Worms Sense Sound Through Skin: Auditory Transduction

Researchers at University of Michigan Life Sciences Institute have determined that even though the roundworms lack ear like organs, still they are able to comprehend sound.

Shawn Xu’s sensory biology lab at the Life Sciences Institute have been using Caenorhabditis elegans – transparent nematode about 3 mm in length – to study the sensory mechanism for over 15 years. Initially, however, it was thought that these roundworms were capable of exhibiting only three main senses: touch, smell and taste.

Xu’s lab has established that worms are not only capable of sensing light, even though they do not have eyes but they also have a controlled sense of proprioception.

Auditory transduction

Dr. Xu, the study’s senior author said that until now, only vertebrates and some arthropods have exhibited the hearing ability. And the vast majority of invertebrate species – insects, spiders, worms, crabs, lobsters, squids, clams and coral – are thus believed to be sound insensitive.

The scientists, on the contrary, discovered that worms do acknowledge sounds that fall in the range of 100 hertz to 5 kilohertz. When they were exposed to sound waves of the mentioned frequency, worms tend to slide away from the source of sound. Thus, proving that they are not only capable of “hearing” the sound but can sense where its coming from.  

Researchers iterated the experiments several times to make sure that the worms were reacting to the airborne sounds and not absorbing vibrations from the surface they are resting on.

Pathway for hearing function

To decipher the sense of hearing, Xu believes that the worms entire body acts as a cochlea.

Human cochlea is a tiny coiled structure in the inner ear that looks like snail shell. Its internal structure consists of three fluid filled canals that run parallel to each other. Waves travel through the fluid due to the depression by ossicles (three minuscule bones in either middle ear) cause different frequencies of sound, which are then forwarded as neural activity sent to the brain.

The worms’ skin consists of two types of auditory sensory neurons tightly coupled together. When sound waves hit the worm’s skin, it transmits the vibration into the adjacent fluid. The mode of transduction is similar to the fluid vibrates within cochlea. External vibrations enable the auditory neurons on skin, which eventually renders into a nerve impulse.

The (two types of) neurons are present throughout the worm’s body, and it helps to decipher as well as evade their predators since many produce sounds when hunting.

Takeaway

The discovery has opened up a new paradigm. Researchers now believe that other earless with soft body animals might also sense sound in the similar manner. Now, it’s very difficult to conclude that organisms that lack ears cannot sense sound, added Dr. Xu.

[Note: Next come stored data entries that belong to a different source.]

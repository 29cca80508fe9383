//! Tool descriptors and catalog entries
//!
//! A ToolDescriptor is display metadata plus the attachment capability flag.
//! A ToolEntry pairs a descriptor with the tool's declared field schema.

use std::collections::HashSet;

use serde::{Deserialize, Serialize};

use crate::error::{BotdeskError, Result};
use crate::schema::{FieldKind, FieldSpec};

/// Immutable metadata for one research bot
#[derive(Debug, Clone, Serialize, Deserialize)]
pub struct ToolDescriptor {
    /// Unique stable key, used in the backend route
    pub id: String,
    /// Display name
    pub name: String,
    /// Display category (no behavioral effect)
    #[serde(default)]
    pub category: String,
    /// Display version (no behavioral effect)
    #[serde(default)]
    pub version: String,
    /// Whether this tool's schema may include a file field
    #[serde(default)]
    pub accepts_attachment: bool,
}

impl ToolDescriptor {
    /// Create a new descriptor
    pub fn new(id: impl Into<String>, name: impl Into<String>) -> Self {
        Self {
            id: id.into(),
            name: name.into(),
            category: String::new(),
            version: String::new(),
            accepts_attachment: false,
        }
    }

    /// Set the category
    pub fn with_category(mut self, category: impl Into<String>) -> Self {
        self.category = category.into();
        self
    }

    /// Set the version
    pub fn with_version(mut self, version: impl Into<String>) -> Self {
        self.version = version.into();
        self
    }

    /// Allow a file field in this tool's schema
    pub fn with_attachment(mut self) -> Self {
        self.accepts_attachment = true;
        self
    }
}

/// A descriptor plus its declared field schema, in declaration order
#[derive(Debug, Clone, Serialize, Deserialize)]
pub struct ToolEntry {
    pub descriptor: ToolDescriptor,
    pub fields: Vec<FieldSpec>,
}

impl ToolEntry {
    /// Create a new entry
    pub fn new(descriptor: ToolDescriptor, fields: Vec<FieldSpec>) -> Self {
        Self { descriptor, fields }
    }

    /// Tool id shorthand
    pub fn id(&self) -> &str {
        &self.descriptor.id
    }

    /// Find a declared field by name
    pub fn field(&self, name: &str) -> Option<&FieldSpec> {
        self.fields.iter().find(|f| f.name == name)
    }

    /// Structural validation, applied to catalog files before acceptance.
    ///
    /// Rejects: empty schemas, schemas with no unconditional field, duplicate
    /// field names, choice fields without choices or with an out-of-list
    /// default, dependencies on undeclared or non-scalar fields, file fields
    /// on tools that do not accept attachments, and more than one file field.
    pub fn validate(&self) -> Result<()> {
        let id = self.id();

        if self.fields.is_empty() {
            return Err(BotdeskError::Catalog(format!(
                "tool '{}' declares no fields",
                id
            )));
        }
        if !self.fields.iter().any(|f| f.is_unconditional()) {
            return Err(BotdeskError::Catalog(format!(
                "tool '{}' has no unconditional field; its active schema could be empty",
                id
            )));
        }

        let mut seen: HashSet<&str> = HashSet::new();
        for field in &self.fields {
            if !seen.insert(field.name.as_str()) {
                return Err(BotdeskError::Catalog(format!(
                    "tool '{}' declares field '{}' twice",
                    id, field.name
                )));
            }
        }

        let mut file_fields = 0;
        for field in &self.fields {
            match field.kind {
                FieldKind::Choice => {
                    if field.choices.is_empty() {
                        return Err(BotdeskError::Catalog(format!(
                            "choice field '{}' of tool '{}' has no choices",
                            field.name, id
                        )));
                    }
                    match &field.default {
                        Some(default) if field.choices.contains(default) => {}
                        Some(default) => {
                            return Err(BotdeskError::Catalog(format!(
                                "default '{}' of field '{}' of tool '{}' is not among its choices",
                                default, field.name, id
                            )));
                        }
                        None => {
                            return Err(BotdeskError::Catalog(format!(
                                "choice field '{}' of tool '{}' has no default",
                                field.name, id
                            )));
                        }
                    }
                }
                FieldKind::File => {
                    file_fields += 1;
                    if !self.descriptor.accepts_attachment {
                        return Err(BotdeskError::Catalog(format!(
                            "tool '{}' declares file field '{}' but does not accept attachments",
                            id, field.name
                        )));
                    }
                }
                _ => {}
            }

            if let Some(dep) = &field.depends_on {
                let controlling = self.field(&dep.field).ok_or_else(|| {
                    BotdeskError::Catalog(format!(
                        "field '{}' of tool '{}' depends on undeclared field '{}'",
                        field.name, id, dep.field
                    ))
                })?;
                if !controlling.kind.is_scalar() {
                    return Err(BotdeskError::Catalog(format!(
                        "field '{}' of tool '{}' depends on non-scalar field '{}'",
                        field.name, id, dep.field
                    )));
                }
            }
        }

        if file_fields > 1 {
            return Err(BotdeskError::Catalog(format!(
                "tool '{}' declares {} file fields; at most one is allowed",
                id, file_fields
            )));
        }

        Ok(())
    }
}

#[cfg(test)]
mod tests {
    use super::*;

    fn entry(descriptor: ToolDescriptor, fields: Vec<FieldSpec>) -> ToolEntry {
        ToolEntry::new(descriptor, fields)
    }

    #[test]
    fn test_descriptor_builder() {
        let descriptor = ToolDescriptor::new("topic-explorer", "Topic Explorer")
            .with_category("analysis")
            .with_version("1.2")
            .with_attachment();

        assert_eq!(descriptor.id, "topic-explorer");
        assert_eq!(descriptor.name, "Topic Explorer");
        assert_eq!(descriptor.category, "analysis");
        assert_eq!(descriptor.version, "1.2");
        assert!(descriptor.accepts_attachment);
    }

    #[test]
    fn test_entry_field_lookup() {
        let e = entry(
            ToolDescriptor::new("t", "T"),
            vec![FieldSpec::text("topic"), FieldSpec::number("count")],
        );

        assert!(e.field("topic").is_some());
        assert!(e.field("count").is_some());
        assert!(e.field("missing").is_none());
    }

    #[test]
    fn test_validate_ok() {
        let e = entry(
            ToolDescriptor::new("t", "T"),
            vec![
                FieldSpec::choice("mode", vec!["a", "b"]),
                FieldSpec::number("x").when("mode", "a"),
            ],
        );
        assert!(e.validate().is_ok());
    }

    #[test]
    fn test_validate_empty_schema() {
        let e = entry(ToolDescriptor::new("t", "T"), vec![]);
        let err = e.validate().unwrap_err();
        assert!(err.to_string().contains("declares no fields"));
    }

    #[test]
    fn test_validate_no_unconditional_field() {
        let e = entry(
            ToolDescriptor::new("t", "T"),
            vec![FieldSpec::text("x").when("x", "1")],
        );
        let err = e.validate().unwrap_err();
        assert!(err.to_string().contains("no unconditional field"));
    }

    #[test]
    fn test_validate_duplicate_field_names() {
        let e = entry(
            ToolDescriptor::new("t", "T"),
            vec![FieldSpec::text("topic"), FieldSpec::number("topic")],
        );
        let err = e.validate().unwrap_err();
        assert!(err.to_string().contains("twice"));
    }

    #[test]
    fn test_validate_choice_without_choices() {
        let mut field = FieldSpec::choice("mode", vec!["a"]);
        field.choices.clear();
        field.default = None;
        let e = entry(ToolDescriptor::new("t", "T"), vec![field]);
        let err = e.validate().unwrap_err();
        assert!(err.to_string().contains("no choices"));
    }

    #[test]
    fn test_validate_choice_default_outside_choices() {
        let field = FieldSpec::choice("mode", vec!["a", "b"]).with_default("c");
        let e = entry(ToolDescriptor::new("t", "T"), vec![field]);
        let err = e.validate().unwrap_err();
        assert!(err.to_string().contains("not among its choices"));
    }

    #[test]
    fn test_validate_dependency_on_undeclared_field() {
        let e = entry(
            ToolDescriptor::new("t", "T"),
            vec![
                FieldSpec::text("topic"),
                FieldSpec::number("x").when("mode", "a"),
            ],
        );
        let err = e.validate().unwrap_err();
        assert!(err.to_string().contains("undeclared field 'mode'"));
    }

    #[test]
    fn test_validate_file_field_without_attachment_flag() {
        let e = entry(
            ToolDescriptor::new("t", "T"),
            vec![FieldSpec::text("q"), FieldSpec::file("document")],
        );
        let err = e.validate().unwrap_err();
        assert!(err.to_string().contains("does not accept attachments"));
    }

    #[test]
    fn test_validate_multiple_file_fields() {
        let e = entry(
            ToolDescriptor::new("t", "T").with_attachment(),
            vec![
                FieldSpec::text("q"),
                FieldSpec::file("a"),
                FieldSpec::file("b"),
            ],
        );
        let err = e.validate().unwrap_err();
        assert!(err.to_string().contains("at most one"));
    }

    #[test]
    fn test_validate_dependency_on_file_field() {
        let e = entry(
            ToolDescriptor::new("t", "T").with_attachment(),
            vec![
                FieldSpec::file("document"),
                FieldSpec::text("note").when("document", "x"),
            ],
        );
        let err = e.validate().unwrap_err();
        assert!(err.to_string().contains("non-scalar"));
    }
}
//! HTTP execution client
//!
//! Sends exactly one multipart POST per invocation to the tool-addressed
//! backend route and never retries; resubmission is a user decision because
//! the backend is not guaranteed idempotent.

use std::time::Duration;

use async_trait::async_trait;
use reqwest::Client;
use reqwest::multipart::{Form, Part};

use crate::error::{BotdeskError, Result};

use super::BotClient;
use super::request::InvocationRequest;

/// Multipart key the attachment is sent under
const ATTACHMENT_PART: &str = "file";

/// JSON key holding the textual result in a structured response body
const RESULT_KEY: &str = "result";

/// Default backend timeout; cold-starting instances can take a while
const DEFAULT_TIMEOUT: Duration = Duration::from_secs(300);

/// Configuration for the HTTP client
#[derive(Debug, Clone)]
pub struct HttpClientConfig {
    /// Backend base URL, e.g. `https://bots.example.edu`
    pub base_url: String,
    /// Whole-request timeout
    pub timeout: Duration,
}

impl Default for HttpClientConfig {
    fn default() -> Self {
        Self {
            base_url: "http://localhost:8000".to_string(),
            timeout: DEFAULT_TIMEOUT,
        }
    }
}

impl HttpClientConfig {
    /// Create a config for a specific backend
    pub fn with_base_url(base_url: impl Into<String>) -> Self {
        Self {
            base_url: base_url.into(),
            ..Default::default()
        }
    }
}

/// Execution client backed by the HTTP bot endpoint
#[derive(Debug)]
pub struct HttpBotClient {
    client: Client,
    config: HttpClientConfig,
}

impl HttpBotClient {
    /// Create a new client
    pub fn new(config: HttpClientConfig) -> Result<Self> {
        let client = Client::builder()
            .timeout(config.timeout)
            .build()
            .map_err(|e| BotdeskError::Invocation(format!("failed to create HTTP client: {}", e)))?;

        Ok(Self { client, config })
    }

    /// Backend route for a tool, derived deterministically from its id
    fn route(&self, tool_id: &str) -> String {
        format!("{}/bot/{}", self.config.base_url.trim_end_matches('/'), tool_id)
    }

    /// Build the multipart form: one text part per field, plus the
    /// attachment (if any) as a binary part under a fixed key
    fn build_form(request: &InvocationRequest) -> Form {
        let mut form = Form::new();
        for (name, value) in &request.fields {
            form = form.text(name.clone(), value.clone());
        }
        if let Some(attachment) = &request.attachment {
            let part = Part::bytes(attachment.bytes.clone()).file_name(attachment.file_name.clone());
            form = form.part(ATTACHMENT_PART, part);
        }
        form
    }

    /// Extract the textual result from a 2xx body.
    ///
    /// A JSON object with a string under the result key yields that string;
    /// anything else (plain text, JSON without the key, non-string value)
    /// falls back to the raw body. The fallback is tolerated behavior, not
    /// an error: the backend contract allows unstructured responses.
    fn extract_result(body: &str) -> String {
        if let Ok(value) = serde_json::from_str::<serde_json::Value>(body) {
            if let Some(result) = value.get(RESULT_KEY).and_then(|r| r.as_str()) {
                return result.to_string();
            }
        }
        body.to_string()
    }

    /// Human-readable reason for a transport failure
    fn transport_reason(e: &reqwest::Error) -> String {
        if e.is_timeout() {
            "request timed out; the backend may still be starting up".to_string()
        } else if e.is_connect() {
            format!("could not reach the backend: {}", e)
        } else {
            format!("request failed: {}", e)
        }
    }

    /// Configured base URL
    pub fn base_url(&self) -> &str {
        &self.config.base_url
    }
}

#[async_trait]
impl BotClient for HttpBotClient {
    async fn invoke(&self, request: &InvocationRequest) -> Result<String> {
        let url = self.route(&request.tool_id);
        log::info!(
            "invoking '{}' at {} ({} fields, attachment: {})",
            request.tool_id,
            url,
            request.fields.len(),
            request.attachment.is_some()
        );

        let response = self
            .client
            .post(&url)
            .header("accept", "application/json")
            .multipart(Self::build_form(request))
            .send()
            .await
            .map_err(|e| BotdeskError::Invocation(Self::transport_reason(&e)))?;

        let status = response.status();
        let body = response
            .text()
            .await
            .map_err(|e| BotdeskError::Invocation(format!("failed to read response body: {}", e)))?;

        if !status.is_success() {
            let snippet: String = body.chars().take(200).collect();
            return Err(BotdeskError::Invocation(format!(
                "backend returned {}: {}",
                status, snippet
            )));
        }

        Ok(Self::extract_result(&body))
    }
}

Auditory system in similar animals like flatworms, earthworms and mollusks may not require an ear to sense hearing but their auditory sensory neurons could replicate the hearing function.

Additionally, the study sheds light on how the auditory system works differently in vertebrates and arthropods like insects, myriapods, arachnids and crustaceans.  

The team is looking forward to take their research to the next level by delving into genetic mechanisms and neurobiology that drive these sensations.